Сегодня ночью пересекли пятидесятую параллель. Теперь начнут выдавать усиленную норму питания, полярную норму. Но и до этого на "Кооперации" кормили очень хорошо.

В полдень нашими координатами были: 51ь54' южной широты и 35ь33' восточной долготы. Температура воздуха плюс 3,5 градуса, воды - плюс 3,2 градуса. Безветрие.

Встретили первый айсберг - привет из Антарктики. Он появился с правого борта и постепенно все вырастал и вырастал. Ярко-белый с синими тенями айсберг напоминал плавучий скалистый остров с двумя церквами. Как только мы смещались по отношению к нему, изменялся и его вид. То он был похож на свежевымытого белого барана, бодливо склонившего рогатую голову, то на гигантский самолет, стартующий в противоположную от нас сторону.

Видели много китов.

"Киев" опять не работает.

13 декабря 1957

Прекрасная погода. Хорошая скорость.

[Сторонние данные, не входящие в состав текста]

//! Command line front end.

pub mod list;
pub mod recommend;
pub mod validate;

use clap::{Parser, Subcommand};

/// cookbook - recipe search, filtering and recommendations
#[derive(Parser, Debug)]
#[command(name = "cookbook")]
#[command(about = "Search, filter and get recommendations from a recipe collection", long_about = None)]
pub struct Cli {
    /// Path to configuration file
    #[arg(long, global = true)]
    pub config: Option<String>,

    #[command(subcommand)]
    pub command: Commands,
}

#[derive(Subcommand, Debug)]
pub enum Commands {
    /// List recipes matching a search term and filters
    List(list::ListArgs),
    /// Recommend recipes based on favorites
    Recommend(recommend::RecommendArgs),
    /// Validate every recipe draft of a fixture
    Validate(validate::ValidateArgs),
}

impl Cli {
    pub fn run(self, config: crate::Config, out: &mut impl std::io::Write) -> anyhow::Result<()> {
        match self.command {
            Commands::List(args) => list::run(config, args, out),
            Commands::Recommend(args) => recommend::run(config, args, out),
            Commands::Validate(args) => validate::run(args, out),
        }
    }
}
use cookbook_recipe::{RecipeId, RecipeInput};

mod helpers;

#[test]
fn test_delete() -> anyhow::Result<()> {
    let (mut store, ids) = helpers::seeded_store();
    let cake = ids[1];

    store.add_favorite(cake);
    store.add_viewed_recipe(cake);
    assert!(store.is_favorite(cake));

    store.try_delete_recipe(cake)?;

    assert!(store.find(cake).is_none());
    assert!(!store.is_favorite(cake));
    assert!(store.favorite_recipes().is_empty());
    assert!(store.preferences().contains("dessert"));

    let err = store.try_delete_recipe(cake).unwrap_err();
    assert_eq!(err.to_string(), "recipe 2 not found".to_owned());

    Ok(())
}

#[test]
fn test_delete_unknown_is_noop() {
    let (mut store, _) = helpers::seeded_store();

    assert!(!store.delete_recipe(RecipeId(404)));
    assert_eq!(store.len(), 5);
}

#[test]
fn test_delete_every_id_clears_every_favorite() {
    let (mut store, ids) = helpers::seeded_store();
    for id in &ids {
        store.add_favorite(*id);
    }

    for id in &ids {
        store.delete_recipe(*id);
        assert!(!store.is_favorite(*id));
    }

    assert!(store.is_empty());
    assert!(store.favorites().is_empty());
}

#[test]
fn test_ids_never_reused_after_delete() {
    let (mut store, ids) = helpers::seeded_store();
    let last = *ids.last().unwrap();

    store.delete_recipe(last);
    let id = store.add_recipe(RecipeInput::new("Focaccia", "Oily bread"));

    assert!(id > last);
}
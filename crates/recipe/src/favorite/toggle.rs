use cookbook_shared::recipe::RecipeId;

use crate::RecipeStore;

impl RecipeStore {
    /// Flips favorite membership and returns the new state.
    pub fn toggle_favorite(&mut self, id: RecipeId) -> bool {
        if self.is_favorite(id) {
            self.remove_favorite(id);
            return false;
        }

        self.add_favorite(id)
    }
}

Любо смотреть на карту, от самого Кейптауна расстояния между красными точками, отмечающими пройденный за день отрезок, остаются одинаковыми: по двести сорок миль или чуть меньше. Возможно, что мы в самом деле покроем за пятьдесят дней одиннадцать тысяч морских миль, то есть двадцать тысяч километров, которые отделяют Калининград от Мирного. Местоположение в полдень: 54ь16' южной широты и 39ь58' восточной долготы. Температура воздуха плюс 3,3 градуса, воды - плюс 1,9 градуса.

Днем проплыли сквозь огромную стаю косаток, китов-хищников. Стадо примерно голов (или лучше сказать - хвостов) в сто пятьдесят - двести. Менять ради "Кооперации" свой курс они не стали. Это жуткие хищники - гроза тюленей, пингвинов и даже больших китов.

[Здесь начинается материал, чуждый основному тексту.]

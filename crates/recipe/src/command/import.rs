use std::collections::HashSet;

use cookbook_shared::recipe::Recipe;

use crate::RecipeStore;

impl RecipeStore {
    /// Replaces the whole collection.
    ///
    /// Later duplicates of an id are dropped. Favorites and viewed entries
    /// that no longer resolve are removed in the same step, and the id
    /// counter moves past the largest imported id.
    pub fn set_recipes(&mut self, recipes: Vec<Recipe>) {
        let mut seen = HashSet::new();
        let recipes: Vec<Recipe> = recipes
            .into_iter()
            .filter(|recipe| {
                let unique = seen.insert(recipe.id);
                if !unique {
                    tracing::warn!(recipe.id = %recipe.id, "duplicate recipe id skipped");
                }
                unique
            })
            .collect();

        if let Some(max) = recipes.iter().map(|recipe| recipe.id).max() {
            self.next_id = self.next_id.max(max.next());
        }

        self.favorites.retain(|id| seen.contains(id));
        self.viewed.retain(|id| seen.contains(&id));
        self.recipes = recipes;

        tracing::debug!(total = self.recipes.len(), "recipes replaced");
    }
}
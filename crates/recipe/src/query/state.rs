use cookbook_shared::recipe::Recipe;

use super::{FilterPatch, QuerySummary, RecipesQuery, SortBy, filter};
use crate::RecipeStore;

impl RecipeStore {
    pub fn query(&self) -> &RecipesQuery {
        &self.query
    }

    pub fn set_search_term(&mut self, term: impl Into<String>) {
        self.query.search = term.into();
    }

    pub fn set_filters(&mut self, patch: FilterPatch) {
        self.query.filters.apply(patch);
    }

    pub fn set_sort_by(&mut self, sort_by: SortBy) {
        self.query.sort_by = sort_by;
    }

    /// Resets the search term and every bound. The sort key is kept.
    pub fn clear_filters(&mut self) {
        self.query.search.clear();
        self.query.filters = Default::default();
    }

    pub fn filtered_recipes(&self) -> Vec<&Recipe> {
        filter(&self.recipes, &self.query)
    }

    pub fn summary(&self) -> QuerySummary {
        QuerySummary {
            shown: self.filtered_recipes().len(),
            total: self.recipes.len(),
        }
    }
}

Косатки не особенно велики. С первого взгляда их можно принять за мичуринских дельфинов. Темные спины с высокими плавниками то исчезают, то опять появляются - киты эти одинаково хорошо плавают и по воде и под водой. Разглядывая их с борта, не находишь в них ничего страшного. Но наши биологи говорят, что в брюхе одной такой рыбешки нашли двенадцать тюленей, а тюлень весит столько же, сколько я.

Зоолог Зенькович, плывущий с нами в Мирный, где он переберется на "Обь", к морской экспедиции, большой знаток китов, пишет, что эти жадные хищники окружают и уничтожают целые стада моржей, что они нападают на других китов и вырывают у них из пасти языки...

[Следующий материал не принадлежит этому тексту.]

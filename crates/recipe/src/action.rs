use cookbook_shared::recipe::{Recipe, RecipeId, RecipeInput, RecipePatch};
use strum::IntoStaticStr;

use crate::{
    RecipeStore,
    query::{FilterPatch, SortBy},
};

/// One control call against the store.
#[derive(Debug, Clone, IntoStaticStr)]
pub enum Action {
    AddRecipe(RecipeInput),
    UpdateRecipe { id: RecipeId, patch: RecipePatch },
    DeleteRecipe(RecipeId),
    SetRecipes(Vec<Recipe>),
    ToggleFavorite(RecipeId),
    AddFavorite(RecipeId),
    RemoveFavorite(RecipeId),
    SetSearchTerm(String),
    SetFilters(FilterPatch),
    SetSortBy(SortBy),
    ClearFilters,
    AddViewedRecipe(RecipeId),
}

#[derive(Debug, Clone, Copy, PartialEq, Eq)]
pub enum Outcome {
    Created(RecipeId),
    Applied,
    /// The action referenced something that does not exist or changed nothing.
    Ignored,
    /// New favorite membership after a toggle.
    Favorite(bool),
}

impl Outcome {
    fn from_changed(changed: bool) -> Self {
        if changed { Self::Applied } else { Self::Ignored }
    }
}

impl RecipeStore {
    pub fn dispatch(&mut self, action: Action) -> Outcome {
        let name: &'static str = (&action).into();

        let outcome = match action {
            Action::AddRecipe(input) => Outcome::Created(self.add_recipe(input)),
            Action::UpdateRecipe { id, patch } => Outcome::from_changed(self.update_recipe(id, patch)),
            Action::DeleteRecipe(id) => Outcome::from_changed(self.delete_recipe(id)),
            Action::SetRecipes(recipes) => {
                self.set_recipes(recipes);
                Outcome::Applied
            }
            Action::ToggleFavorite(id) => {
                if self.contains(id) || self.is_favorite(id) {
                    Outcome::Favorite(self.toggle_favorite(id))
                } else {
                    Outcome::Ignored
                }
            }
            Action::AddFavorite(id) => Outcome::from_changed(self.add_favorite(id)),
            Action::RemoveFavorite(id) => Outcome::from_changed(self.remove_favorite(id)),
            Action::SetSearchTerm(term) => {
                self.set_search_term(term);
                Outcome::Applied
            }
            Action::SetFilters(patch) => {
                self.set_filters(patch);
                Outcome::Applied
            }
            Action::SetSortBy(sort_by) => {
                self.set_sort_by(sort_by);
                Outcome::Applied
            }
            Action::ClearFilters => {
                self.clear_filters();
                Outcome::Applied
            }
            Action::AddViewedRecipe(id) => {
                self.add_viewed_recipe(id);
                Outcome::Applied
            }
        };

        tracing::debug!(action = name, ?outcome, "action dispatched");

        outcome
    }
}

#[cfg(test)]
mod tests {
    use super::*;

    #[test]
    fn test_dispatch_outcomes() {
        let mut store = RecipeStore::default();

        let Outcome::Created(id) =
            store.dispatch(Action::AddRecipe(RecipeInput::new("Paella", "Rice")))
        else {
            panic!("expected a created recipe");
        };

        assert_eq!(store.dispatch(Action::ToggleFavorite(id)), Outcome::Favorite(true));
        assert_eq!(store.dispatch(Action::AddFavorite(id)), Outcome::Ignored);
        assert_eq!(
            store.dispatch(Action::ToggleFavorite(RecipeId(99))),
            Outcome::Ignored
        );
        assert_eq!(
            store.dispatch(Action::UpdateRecipe {
                id: RecipeId(99),
                patch: RecipePatch::default(),
            }),
            Outcome::Ignored
        );
        assert_eq!(store.dispatch(Action::DeleteRecipe(id)), Outcome::Applied);
        assert!(!store.is_favorite(id));
    }

    #[test]
    fn test_dispatch_query_actions() {
        let mut store = RecipeStore::default();

        store.dispatch(Action::SetSearchTerm("rice".to_owned()));
        store.dispatch(Action::SetSortBy(SortBy::Servings));
        assert_eq!(store.query().search, "rice");

        assert_eq!(store.dispatch(Action::ClearFilters), Outcome::Applied);
        assert!(store.query().search.is_empty());
        assert_eq!(store.query().sort_by, SortBy::Servings);
    }

    #[test]
    fn test_action_names() {
        let name: &'static str = (&Action::ClearFilters).into();

        assert_eq!(name, "ClearFilters");
    }
}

Совсем на закате "Кооперация" прошла довольно близко от большого айсберга. Он высился над океаном, словно громадная сахарная голова, которую хозяйка начала раскалывать, да так и оставила. Голова уцелела, но от нее все же отбили два небольших куска, которые лежат рядом на синем столе. Правда, семь десятых этой глыбины под водой, но и того, что видно, тоже хватает. Ее окраска удивительно чиста - белая с синеватым отливом, в затененных местах совсем синяя. Надводная часть айсберга на несколько метров снизу невероятно тщательно отполирована волнами. Лед сверкает, словно самый дорогой мрамор. Все это простое и величественное, без архитектурных излишеств. Одна из сестричек этой махины, этого белого утеса напомнила мне старинный сужающийся книзу лакированный комод с резным верхом. Вряд ли хоть один король созерцал когда-либо такой большой и такой белый комод.

Айсберг со всех сторон разный. Когда ледяная гора уже осталась за кормой "Кооперации", когда на фоне ее белой стены уже заалел наш вымпел, она оказалась похожей на замок с башнями, фортами, службами и с необъятным крепостным рвом вокруг - океаном. Все эти постройки покоятся на большом подводном плацдарме, через который, взметая брызги, перекатываются волны.